Samrat Sengupta – E-commerce and Omnichannel Director | GMG, Ghadah Altalal – Marketing Director | Tamimi Markets and Alasdair Kilgor – Vice President – MEA, Turkey, and Israel | Tealium, participated in a panel discussion about using personalisation to increase retention. Customers leave digital breadcrumbs, said Sengupta. They expect brands to use this data to create more personalised, contextually-relevant experiences. Customers want brands to talk to them on the channels they prefer and in a language they are comfortable with. To do this, companies need to use data to inject intelligence into their marketing actions.

Every Company is a Technology Company

Customers are always online. So the marketer must be aware and in control of this online journey. To do this, enterprises need to build this capability. “Compared to three years ago, I have the same number of managers looking at pricing. I have double the number of managers looking at customer experience and four times the team looking at digital,” said Tiago Rocha Da Silva – Chief Marketing Officer at Zain KSA.

According to Da Silva, the role of the CMO has changed to one that is more technical, experience-driven and cultural. Most companies need to have marketers with technical skills because they have the right customer perspective compared to pure technical talent.

In his analogy, Dr. Waheed Baghdadi – GM of Digital Media at Rotana Media Group, said the digital team plays the role of the architect, whereas the IT team acts like the civil engineer. Together, they build a robust and well-designed house. He encourages enterprises to operate similarly. “Everything you need in your organisation will be designed and developed by your digital team. While each department is going through a data transformation, how can we sync up to make it meaningful across departments?” he asked.

Khaled Tash – Group Chief Marketing Officer at Saudi Airlines, suggests setting up a data-driven organisational culture and using it as a powerful brand driver. Do this starting with employees and then target it outwards to the way you approach customers.

Be Competitive and Connected

Thought leader and Metaverse mastermind Kumardev Chatterjee spoke about marketing in the metaverse. He talked through how brands can begin their journey using virtual communities. Chatterjee shared his advice for marketers; Web 3.0 is here to stay, and the sky’s the limit. There will be a convergence of platforms, and brands need to connect directly with customers without intermediaries to be unique in their approach.

Conclusion

The Kingdom of Saudi Arabia has 34 million internet users as of January 2022, according to a report by Kepios. With an internet penetration of 97.9 per cent of the total population, it creates an opportunity for brands to find consumers where they spend their time and engage with them in a personalised manner.

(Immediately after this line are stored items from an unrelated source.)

//! # Escrow Transaction
//!
//! One record per marketplace order. Amounts are fixed when the record is
//! opened and never change; everything after that is a status transition.
//!
//! ## Invariants
//!
//! - `total_amount == item_amount + shipping_amount`
//! - `platform_fee == round_half_up(item_amount * fee_rate)` (never on shipping)
//! - `seller_payout + platform_fee == total_amount`
//! - `buyer_id != seller_id`
//!
//! [`EscrowTransaction::verify_invariants`] re-checks these on every read.
//! A record that fails is reported as corrupt, never repaired in place.

use chrono::{DateTime, Utc};
use kicks_core::{FeeRate, Money, OrderId, UserId};
use serde::{Deserialize, Serialize};

use crate::dispute::Dispute;
use crate::error::EscrowError;
use crate::status::EscrowStatus;

/// Input for opening an escrow hold on a captured payment.
#[derive(Debug, Clone, PartialEq, Eq, Serialize, Deserialize)]
pub struct NewTransaction {
    /// Marketplace order.
    pub order_id: OrderId,
    /// Paying account.
    pub buyer_id: UserId,
    /// Selling account.
    pub seller_id: UserId,
    /// Item price.
    pub item_amount: Money,
    /// Shipping charge.
    pub shipping_amount: Money,
    /// Fee rate override; the configured default applies when absent.
    pub fee_rate: Option<FeeRate>,
    /// Escrow window override; the configured default applies when absent.
    pub escrow_days: Option<u32>,
    /// Payment collaborator's capture reference, recorded on the `paid` event.
    pub payment_reference: Option<String>,
}

/// The escrow record for one order.
#[derive(Debug, Clone, PartialEq, Eq, Serialize, Deserialize)]
pub struct EscrowTransaction {
    pub order_id: OrderId,
    pub buyer_id: UserId,
    pub seller_id: UserId,
    pub item_amount: Money,
    pub shipping_amount: Money,
    pub total_amount: Money,
    pub fee_rate: FeeRate,
    pub platform_fee: Money,
    pub seller_payout: Money,
    pub status: EscrowStatus,
    /// Days between delivery and automatic release. Zero releases on delivery.
    pub escrow_days: u32,
    pub tracking_number: Option<String>,
    pub shipped_at: Option<DateTime<Utc>>,
    pub delivered_at: Option<DateTime<Utc>>,
    /// Kept while a dispute is open, but no longer drives release.
    pub escrow_expires_at: Option<DateTime<Utc>>,
    pub dispute: Option<Dispute>,
    pub created_at: DateTime<Utc>,
    pub updated_at: DateTime<Utc>,
    pub closed_at: Option<DateTime<Utc>>,
    /// Number of events appended so far. Used as the compare-and-swap token.
    pub version: u64,
}

/// Fee split for an item and shipping charge.
#[derive(Debug, Clone, Copy, PartialEq, Eq)]
pub struct FeeSplit {
    pub total_amount: Money,
    pub platform_fee: Money,
    pub seller_payout: Money,
}

/// Compute total, fee and payout. The fee is charged on the item only.
pub fn compute_fee_split(
    item_amount: Money,
    shipping_amount: Money,
    fee_rate: FeeRate,
) -> Result<FeeSplit, EscrowError> {
    let total_amount = item_amount.checked_add(&shipping_amount)?;
    let platform_fee = item_amount.apply_rate(fee_rate);
    let seller_payout = total_amount.checked_sub(&platform_fee)?;
    Ok(FeeSplit {
        total_amount,
        platform_fee,
        seller_payout,
    })
}

impl EscrowTransaction {
    /// Build a record in `created` status with version 0.
    pub(crate) fn open(
        new: &NewTransaction,
        fee_rate: FeeRate,
        escrow_days: u32,
        now: DateTime<Utc>,
    ) -> Result<Self, EscrowError> {
        if new.buyer_id == new.seller_id {
            return Err(EscrowError::invalid_field(
                "seller_id",
                "seller must be a different account from the buyer",
            ));
        }
        let split = compute_fee_split(new.item_amount, new.shipping_amount, fee_rate)?;
        Ok(Self {
            order_id: new.order_id.clone(),
            buyer_id: new.buyer_id.clone(),
            seller_id: new.seller_id.clone(),
            item_amount: new.item_amount,
            shipping_amount: new.shipping_amount,
            total_amount: split.total_amount,
            fee_rate,
            platform_fee: split.platform_fee,
            seller_payout: split.seller_payout,
            status: EscrowStatus::Created,
            escrow_days,
            tracking_number: None,
            shipped_at: None,
            delivered_at: None,
            escrow_expires_at: None,
            dispute: None,
            created_at: now,
            updated_at: now,
            closed_at: None,
            version: 0,
        })
    }

    /// Whether an unresolved dispute is attached.
    pub fn has_open_dispute(&self) -> bool {
        self.dispute.as_ref().is_some_and(Dispute::is_open)
    }

    /// Whether the escrow window has elapsed and the record awaits release.
    pub fn is_due_for_release(&self, now: DateTime<Utc>) -> bool {
        self.status == EscrowStatus::Delivered
            && !self.has_open_dispute()
            && self.escrow_expires_at.is_some_and(|at| at <= now)
    }

    /// Re-check the stored invariants.
    ///
    /// # Errors
    ///
    /// [`EscrowError::CorruptRecord`] naming the first failed invariant.
    pub fn verify_invariants(&self) -> Result<(), EscrowError> {
        let corrupt = |detail: String| EscrowError::CorruptRecord {
            order_id: self.order_id.clone(),
            detail,
        };
        if self.buyer_id == self.seller_id {
            return Err(corrupt("buyer and seller are the same account".to_string()));
        }
        let split = compute_fee_split(self.item_amount, self.shipping_amount, self.fee_rate)
            .map_err(|e| corrupt(format!("amounts do not combine: {e}")))?;
        if split.total_amount != self.total_amount {
            return Err(corrupt(format!(
                "total {} != item {} + shipping {}",
                self.total_amount, self.item_amount, self.shipping_amount
            )));
        }
        if split.platform_fee != self.platform_fee {
            return Err(corrupt(format!(
                "platform fee {} does not match {} of {}",
                self.platform_fee, self.fee_rate, self.item_amount
            )));
        }
        if split.seller_payout != self.seller_payout {
            return Err(corrupt(format!(
                "payout {} + fee {} != total {}",
                self.seller_payout, self.platform_fee, self.total_amount
            )));
        }
        if self.status.is_terminal() != self.closed_at.is_some() {
            return Err(corrupt(format!(
                "status {} inconsistent with closed_at",
                self.status
            )));
        }
        if self.status == EscrowStatus::Disputed && self.dispute.is_none() {
            return Err(corrupt("disputed without a dispute record".to_string()));
        }
        if self.delivered_at.is_some() && self.shipped_at.is_none() {
            return Err(corrupt("delivered without a shipment".to_string()));
        }
        Ok(())
    }
}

Sengupta suggests using data about customer behaviours to inform marketing actions that don’t necessarily need to aim at making a sale. For example, Nike has created a strong community through its Nike Membership Club. Joining the program gives customers access to training support, educational content, free workout classes, and inspirational content to keep them motivated. Members are attracted to the sense of community of like-minded people as much as they are to the brand. While this initiative isn’t aimed at pushing sales, the brand can gather more data points about customers’ activities, frequency and behaviour that go beyond transactions.